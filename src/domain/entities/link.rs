//! Short link entity representing a code-to-URL mapping.

use chrono::{DateTime, Utc};

/// A shortened URL record.
///
/// `id` and `short_code` are immutable once the record is created. `clicks`
/// only ever increases, and only through the click-counting resolution path.
/// An expired record is never deleted automatically; it stays addressable by
/// id for administrative operations.
#[derive(Debug, Clone, PartialEq)]
pub struct ShortLink {
    pub id: i64,
    pub original_url: String,
    pub short_code: String,
    pub clicks: i64,
    pub created_at: DateTime<Utc>,
    pub updated_at: DateTime<Utc>,
    pub expires_at: Option<DateTime<Utc>>,
}

/// Input data for creating a new short link.
///
/// `id`, `clicks` and the timestamps are assigned by the store on insert.
#[derive(Debug, Clone)]
pub struct NewShortLink {
    pub original_url: String,
    pub short_code: String,
    pub expires_at: Option<DateTime<Utc>>,
}

/// Partial update for an existing short link.
///
/// `None` fields are left unchanged. For `expires_at`,
/// `Some(None)` clears the expiry and `Some(Some(t))` sets it.
/// The short code cannot be changed after creation.
#[derive(Debug, Clone, Default)]
pub struct ShortLinkPatch {
    pub original_url: Option<String>,
    pub expires_at: Option<Option<DateTime<Utc>>>,
}
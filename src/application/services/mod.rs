//! Business logic services for the application layer.

pub mod link_service;

pub use link_service::LinkService;
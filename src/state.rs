//! Shared application state injected into HTTP handlers.

use std::sync::Arc;

use crate::application::services::LinkService;

/// State shared across all request handlers.
#[derive(Clone)]
pub struct AppState {
    pub link_service: Arc<LinkService>,
    /// Public base for display URLs, carried explicitly from configuration.
    pub base_url: String,
}

impl AppState {
    /// Creates application state from a link service and the configured
    /// public base URL.
    pub fn new(link_service: Arc<LinkService>, base_url: impl Into<String>) -> Self {
        Self {
            link_service,
            base_url: base_url.into(),
        }
    }
}
//! Screen-space grouping of markers.

use cityglobe_types::geo::{GeoPoint2d, Projection, WebMercator};
use cityglobe_types::screen::{MapPoint, PlanarPoint, ScreenPoint};
use cityglobe_types::Size;

use crate::marker::MarkerFeature;
use crate::scene::camera::Camera;

/// Markers drawn as one symbol at the current camera position.
#[derive(Debug, Clone)]
pub(crate) struct ScreenGroup<'a> {
    pub members: Vec<&'a MarkerFeature>,
    pub screen_position: ScreenPoint,
    pub geometry: GeoPoint2d,
}

impl ScreenGroup<'_> {
    pub fn is_cluster(&self) -> bool {
        self.members.len() > 1
    }
}

struct Seed<'a> {
    screen_position: ScreenPoint,
    members: Vec<(&'a MarkerFeature, MapPoint)>,
}

/// Groups visible features greedily: every feature joins the first group whose seed (first
/// member) is within `radius` pixels, otherwise it starts a new group. Features outside of the
/// viewport are dropped. A `radius` of zero or less disables grouping.
pub(crate) fn group_features<'a>(
    features: &'a [MarkerFeature],
    camera: &Camera,
    viewport: Size,
    radius: f64,
) -> Vec<ScreenGroup<'a>> {
    let projection = WebMercator::<GeoPoint2d, MapPoint>::default();
    let Some(center) = projection.project(&camera.center()) else {
        return vec![];
    };

    let mut seeds: Vec<Seed<'a>> = vec![];
    for feature in features {
        let Some(map_point) = projection.project(&feature.position()) else {
            continue;
        };

        let screen_position = camera.map_to_screen(&center, &map_point, viewport);
        if !viewport.contains(&screen_position) {
            continue;
        }

        let seed = if radius > 0.0 {
            seeds
                .iter_mut()
                .find(|seed| seed.screen_position.distance(&screen_position) <= radius)
        } else {
            None
        };

        match seed {
            Some(seed) => seed.members.push((feature, map_point)),
            None => seeds.push(Seed {
                screen_position,
                members: vec![(feature, map_point)],
            }),
        }
    }

    seeds
        .into_iter()
        .map(|seed| {
            if let [(feature, _)] = seed.members.as_slice() {
                return ScreenGroup {
                    members: vec![*feature],
                    screen_position: seed.screen_position,
                    geometry: feature.position(),
                };
            }

            let count = seed.members.len() as f64;
            let (sum_x, sum_y) = seed
                .members
                .iter()
                .fold((0.0, 0.0), |(x, y), (_, p)| (x + p.x, y + p.y));
            let centroid = MapPoint::new(sum_x / count, sum_y / count);
            let geometry = projection
                .unproject(&centroid)
                .unwrap_or_else(|| seed.members[0].0.position());

            ScreenGroup {
                members: seed.members.iter().map(|(feature, _)| *feature).collect(),
                screen_position: camera.map_to_screen(&center, &centroid, viewport),
                geometry,
            }
        })
        .collect()
}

■ **Work order**: What you return must match the listing exactly, line for line.

■ **Solution to the exercise**:
filename src/domain/entities/link.rs
//! Short link entity representing a code-to-URL mapping.

use chrono::{DateTime, Utc};

/// A shortened URL record.
///
/// `id` and `short_code` are immutable once the record is created. `clicks`
/// only ever increases, and only through the click-counting resolution path.
/// An expired record is never deleted automatically; it stays addressable by
/// id for administrative operations.
#[derive(Debug, Clone, PartialEq)]
pub struct ShortLink {
    pub id: i64,
    pub original_url: String,
    pub short_code: String,
    pub clicks: i64,
    pub created_at: DateTime<Utc>,
    pub updated_at: DateTime<Utc>,
    pub expires_at: Option<DateTime<Utc>>,
}

/// Input data for creating a new short link.
///
/// `id`, `clicks` and the timestamps are assigned by the store on insert.
#[derive(Debug, Clone)]
pub struct NewShortLink {
    pub original_url: String,
    pub short_code: String,
    pub expires_at: Option<DateTime<Utc>>,
}

/// Partial update for an existing short link.
///
/// `None` fields are left unchanged. For `expires_at`,
/// `Some(None)` clears the expiry and `Some(Some(t))` sets it.
/// The short code cannot be changed after creation.
#[derive(Debug, Clone, Default)]
pub struct ShortLinkPatch {
    pub original_url: Option<String>,
    pub expires_at: Option<Option<DateTime<Utc>>>,
}
filename src/application/services/mod.rs
//! Business logic services for the application layer.

pub mod link_service;

pub use link_service::LinkService;
filename src/state.rs
//! Shared application state injected into HTTP handlers.

use std::sync::Arc;

use crate::application::services::LinkService;

/// State shared across all request handlers.
#[derive(Clone)]
pub struct AppState {
    pub link_service: Arc<LinkService>,
    /// Public base for display URLs, carried explicitly from configuration.
    pub base_url: String,
}

impl AppState {
    /// Creates application state from a link service and the configured
    /// public base URL.
    pub fn new(link_service: Arc<LinkService>, base_url: impl Into<String>) -> Self {
        Self {
            link_service,
            base_url: base_url.into(),
        }
    }
}
//! Screen-space grouping of markers.

use cityglobe_types::geo::{GeoPoint2d, Projection, WebMercator};
use cityglobe_types::screen::{MapPoint, PlanarPoint, ScreenPoint};
use cityglobe_types::Size;

use crate::marker::MarkerFeature;
use crate::scene::camera::Camera;

/// Markers drawn as one symbol at the current camera position.
#[derive(Debug, Clone)]
pub(crate) struct ScreenGroup<'a> {
    pub members: Vec<&'a MarkerFeature>,
    pub screen_position: ScreenPoint,
    pub geometry: GeoPoint2d,
}

impl ScreenGroup<'_> {
    pub fn is_cluster(&self) -> bool {
        self.members.len() > 1
    }
}

struct Seed<'a> {
    screen_position: ScreenPoint,
    members: Vec<(&'a MarkerFeature, MapPoint)>,
}

/// Groups visible features greedily: every feature joins the first group whose seed (first
/// member) is within `radius` pixels, otherwise it starts a new group. Features outside of the
/// viewport are dropped. A `radius` of zero or less disables grouping.
pub(crate) fn group_features<'a>(
    features: &'a [MarkerFeature],
    camera: &Camera,
    viewport: Size,
    radius: f64,
) -> Vec<ScreenGroup<'a>> {
    let projection = WebMercator::<GeoPoint2d, MapPoint>::default();
    let Some(center) = projection.project(&camera.center()) else {
        return vec![];
    };

    let mut seeds: Vec<Seed<'a>> = vec![];
    for feature in features {
        let Some(map_point) = projection.project(&feature.position()) else {
            continue;
        };

        let screen_position = camera.map_to_screen(&center, &map_point, viewport);
        if !viewport.contains(&screen_position) {
            continue;
        }

        let seed = if radius > 0.0 {
            seeds
                .iter_mut()
                .find(|seed| seed.screen_position.distance(&screen_position) <= radius)
        } else {
            None
        };

        match seed {
            Some(seed) => seed.members.push((feature, map_point)),
            None => seeds.push(Seed {
                screen_position,
                members: vec![(feature, map_point)],
            }),
        }
    }

    seeds
        .into_iter()
        .map(|seed| {
            if let [(feature, _)] = seed.members.as_slice() {
                return ScreenGroup {
                    members: vec![*feature],
                    screen_position: seed.screen_position,
                    geometry: feature.position(),
                };
            }

            let count = seed.members.len() as f64;
            let (sum_x, sum_y) = seed
                .members
                .iter()
                .fold((0.0, 0.0), |(x, y), (_, p)| (x + p.x, y + p.y));
            let centroid = MapPoint::new(sum_x / count, sum_y / count);
            let geometry = projection
                .unproject(&centroid)
                .unwrap_or_else(|| seed.members[0].0.position());

            ScreenGroup {
                members: seed.members.iter().map(|(feature, _)| *feature).collect(),
                screen_position: camera.map_to_screen(&center, &centroid, viewport),
                geometry,
            }
        })
        .collect()
}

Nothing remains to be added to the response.